Start of PROVIDED ENTRIES
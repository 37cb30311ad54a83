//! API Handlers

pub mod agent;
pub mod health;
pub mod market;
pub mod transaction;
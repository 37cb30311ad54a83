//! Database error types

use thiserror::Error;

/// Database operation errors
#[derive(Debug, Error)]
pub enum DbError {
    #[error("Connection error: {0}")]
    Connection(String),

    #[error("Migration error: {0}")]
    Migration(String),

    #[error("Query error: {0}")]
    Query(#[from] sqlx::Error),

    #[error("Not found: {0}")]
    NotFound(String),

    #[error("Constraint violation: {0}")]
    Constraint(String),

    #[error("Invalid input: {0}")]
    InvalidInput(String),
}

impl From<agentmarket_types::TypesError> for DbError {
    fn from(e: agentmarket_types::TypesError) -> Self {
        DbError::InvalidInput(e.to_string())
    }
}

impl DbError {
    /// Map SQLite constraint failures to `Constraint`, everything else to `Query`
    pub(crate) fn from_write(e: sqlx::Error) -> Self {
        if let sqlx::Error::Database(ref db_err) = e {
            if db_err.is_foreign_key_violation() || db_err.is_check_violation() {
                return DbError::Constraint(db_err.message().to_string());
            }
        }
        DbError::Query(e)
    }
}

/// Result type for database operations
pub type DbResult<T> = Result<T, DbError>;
End of PROVIDED ENTRIES
Start of PROVIDED ENTRIES
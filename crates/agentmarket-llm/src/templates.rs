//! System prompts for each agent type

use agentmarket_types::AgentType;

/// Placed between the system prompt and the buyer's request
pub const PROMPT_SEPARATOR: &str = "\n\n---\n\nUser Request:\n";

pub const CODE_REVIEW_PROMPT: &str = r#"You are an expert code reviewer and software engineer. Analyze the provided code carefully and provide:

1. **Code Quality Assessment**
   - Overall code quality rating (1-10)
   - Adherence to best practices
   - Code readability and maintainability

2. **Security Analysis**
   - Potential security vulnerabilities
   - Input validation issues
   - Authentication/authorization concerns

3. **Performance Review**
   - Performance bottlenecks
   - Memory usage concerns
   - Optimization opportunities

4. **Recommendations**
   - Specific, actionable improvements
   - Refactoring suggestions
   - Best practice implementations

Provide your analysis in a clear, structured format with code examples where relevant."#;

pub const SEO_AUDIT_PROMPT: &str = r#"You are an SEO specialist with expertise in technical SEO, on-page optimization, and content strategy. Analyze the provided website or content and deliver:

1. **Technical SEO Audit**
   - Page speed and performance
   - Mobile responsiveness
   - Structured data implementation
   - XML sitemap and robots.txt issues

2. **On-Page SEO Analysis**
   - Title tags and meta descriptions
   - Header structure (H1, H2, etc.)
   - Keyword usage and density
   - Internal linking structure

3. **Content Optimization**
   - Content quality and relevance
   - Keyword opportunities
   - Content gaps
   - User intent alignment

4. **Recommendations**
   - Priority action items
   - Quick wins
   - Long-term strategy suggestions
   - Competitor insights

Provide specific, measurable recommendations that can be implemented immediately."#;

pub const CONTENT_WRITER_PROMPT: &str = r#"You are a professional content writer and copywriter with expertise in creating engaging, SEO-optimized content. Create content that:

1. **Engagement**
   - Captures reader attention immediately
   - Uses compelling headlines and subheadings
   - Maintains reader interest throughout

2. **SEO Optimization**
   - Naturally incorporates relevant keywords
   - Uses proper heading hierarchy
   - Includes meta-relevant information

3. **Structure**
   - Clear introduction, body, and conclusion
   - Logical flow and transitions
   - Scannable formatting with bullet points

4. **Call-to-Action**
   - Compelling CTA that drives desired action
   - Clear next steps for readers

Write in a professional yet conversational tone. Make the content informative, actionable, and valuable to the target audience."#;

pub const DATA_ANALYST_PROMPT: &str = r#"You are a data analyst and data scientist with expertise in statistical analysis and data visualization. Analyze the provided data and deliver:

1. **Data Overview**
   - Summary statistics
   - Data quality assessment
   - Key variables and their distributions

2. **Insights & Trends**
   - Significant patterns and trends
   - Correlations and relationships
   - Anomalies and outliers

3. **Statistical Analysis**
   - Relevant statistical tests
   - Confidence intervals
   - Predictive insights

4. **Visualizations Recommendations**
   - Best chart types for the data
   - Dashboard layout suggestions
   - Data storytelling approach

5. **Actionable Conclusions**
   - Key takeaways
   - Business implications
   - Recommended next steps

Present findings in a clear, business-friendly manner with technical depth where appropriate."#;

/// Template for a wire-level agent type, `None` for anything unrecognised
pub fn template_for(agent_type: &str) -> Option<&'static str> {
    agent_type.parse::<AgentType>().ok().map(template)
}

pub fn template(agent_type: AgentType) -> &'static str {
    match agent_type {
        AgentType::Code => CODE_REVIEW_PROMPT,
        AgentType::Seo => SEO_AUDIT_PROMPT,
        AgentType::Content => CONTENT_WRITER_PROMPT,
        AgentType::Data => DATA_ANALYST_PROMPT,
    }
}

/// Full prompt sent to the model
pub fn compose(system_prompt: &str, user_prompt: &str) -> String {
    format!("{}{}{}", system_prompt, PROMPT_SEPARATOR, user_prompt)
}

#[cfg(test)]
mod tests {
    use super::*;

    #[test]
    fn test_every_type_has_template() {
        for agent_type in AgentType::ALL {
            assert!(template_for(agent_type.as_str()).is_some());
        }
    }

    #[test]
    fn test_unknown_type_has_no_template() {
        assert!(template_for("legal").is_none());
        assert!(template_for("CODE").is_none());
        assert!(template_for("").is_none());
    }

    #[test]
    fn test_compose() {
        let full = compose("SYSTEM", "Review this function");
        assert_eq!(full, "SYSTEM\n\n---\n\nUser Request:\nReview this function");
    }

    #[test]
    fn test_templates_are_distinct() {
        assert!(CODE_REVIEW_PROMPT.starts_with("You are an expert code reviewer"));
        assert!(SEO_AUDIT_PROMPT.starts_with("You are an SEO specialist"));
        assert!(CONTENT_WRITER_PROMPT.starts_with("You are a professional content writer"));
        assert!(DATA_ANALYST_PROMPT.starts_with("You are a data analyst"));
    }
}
End of PROVIDED ENTRIES
Start of PROVIDED ENTRIES
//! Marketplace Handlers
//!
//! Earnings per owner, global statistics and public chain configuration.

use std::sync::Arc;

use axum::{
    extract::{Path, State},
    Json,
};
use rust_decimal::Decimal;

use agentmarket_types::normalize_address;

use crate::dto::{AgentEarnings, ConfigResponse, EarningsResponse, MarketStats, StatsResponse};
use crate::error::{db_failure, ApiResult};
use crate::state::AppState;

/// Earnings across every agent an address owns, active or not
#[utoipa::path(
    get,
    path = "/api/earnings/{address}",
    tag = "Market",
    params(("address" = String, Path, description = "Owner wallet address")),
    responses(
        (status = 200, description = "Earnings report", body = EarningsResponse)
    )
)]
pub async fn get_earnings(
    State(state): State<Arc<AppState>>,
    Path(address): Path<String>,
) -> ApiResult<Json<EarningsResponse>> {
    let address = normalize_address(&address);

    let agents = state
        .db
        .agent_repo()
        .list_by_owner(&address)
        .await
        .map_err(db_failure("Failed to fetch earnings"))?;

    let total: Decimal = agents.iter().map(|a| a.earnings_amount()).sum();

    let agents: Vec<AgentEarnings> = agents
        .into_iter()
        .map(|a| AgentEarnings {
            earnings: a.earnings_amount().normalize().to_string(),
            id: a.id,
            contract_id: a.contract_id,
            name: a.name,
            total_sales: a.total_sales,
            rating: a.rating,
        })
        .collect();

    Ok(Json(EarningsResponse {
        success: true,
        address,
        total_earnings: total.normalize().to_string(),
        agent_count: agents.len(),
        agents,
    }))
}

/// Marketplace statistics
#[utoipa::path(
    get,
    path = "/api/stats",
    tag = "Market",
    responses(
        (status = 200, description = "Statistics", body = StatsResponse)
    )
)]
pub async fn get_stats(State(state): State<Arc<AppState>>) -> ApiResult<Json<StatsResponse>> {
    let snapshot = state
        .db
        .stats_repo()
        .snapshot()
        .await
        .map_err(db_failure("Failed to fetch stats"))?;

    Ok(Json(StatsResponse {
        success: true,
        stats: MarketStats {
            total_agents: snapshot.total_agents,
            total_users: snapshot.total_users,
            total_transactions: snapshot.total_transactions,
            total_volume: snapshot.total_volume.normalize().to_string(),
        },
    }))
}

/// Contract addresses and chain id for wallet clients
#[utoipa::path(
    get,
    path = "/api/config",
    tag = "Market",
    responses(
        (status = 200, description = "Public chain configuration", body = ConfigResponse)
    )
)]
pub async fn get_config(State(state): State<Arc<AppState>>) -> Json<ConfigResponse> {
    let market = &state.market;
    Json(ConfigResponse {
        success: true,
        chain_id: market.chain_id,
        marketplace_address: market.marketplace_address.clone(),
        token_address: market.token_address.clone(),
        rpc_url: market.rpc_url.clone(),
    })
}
End of PROVIDED ENTRIES
*WHAT THE TASK ASKS*. From the entries above, return exactly the line containing "- Best chart types for the data", the line containing "- Recommended next steps", and all lines between, and nothing else.

*TASK OUTPUT*.
   - Best chart types for the data
   - Dashboard layout suggestions
   - Data storytelling approach

5. **Actionable Conclusions**
   - Key takeaways
   - Business implications
   - Recommended next steps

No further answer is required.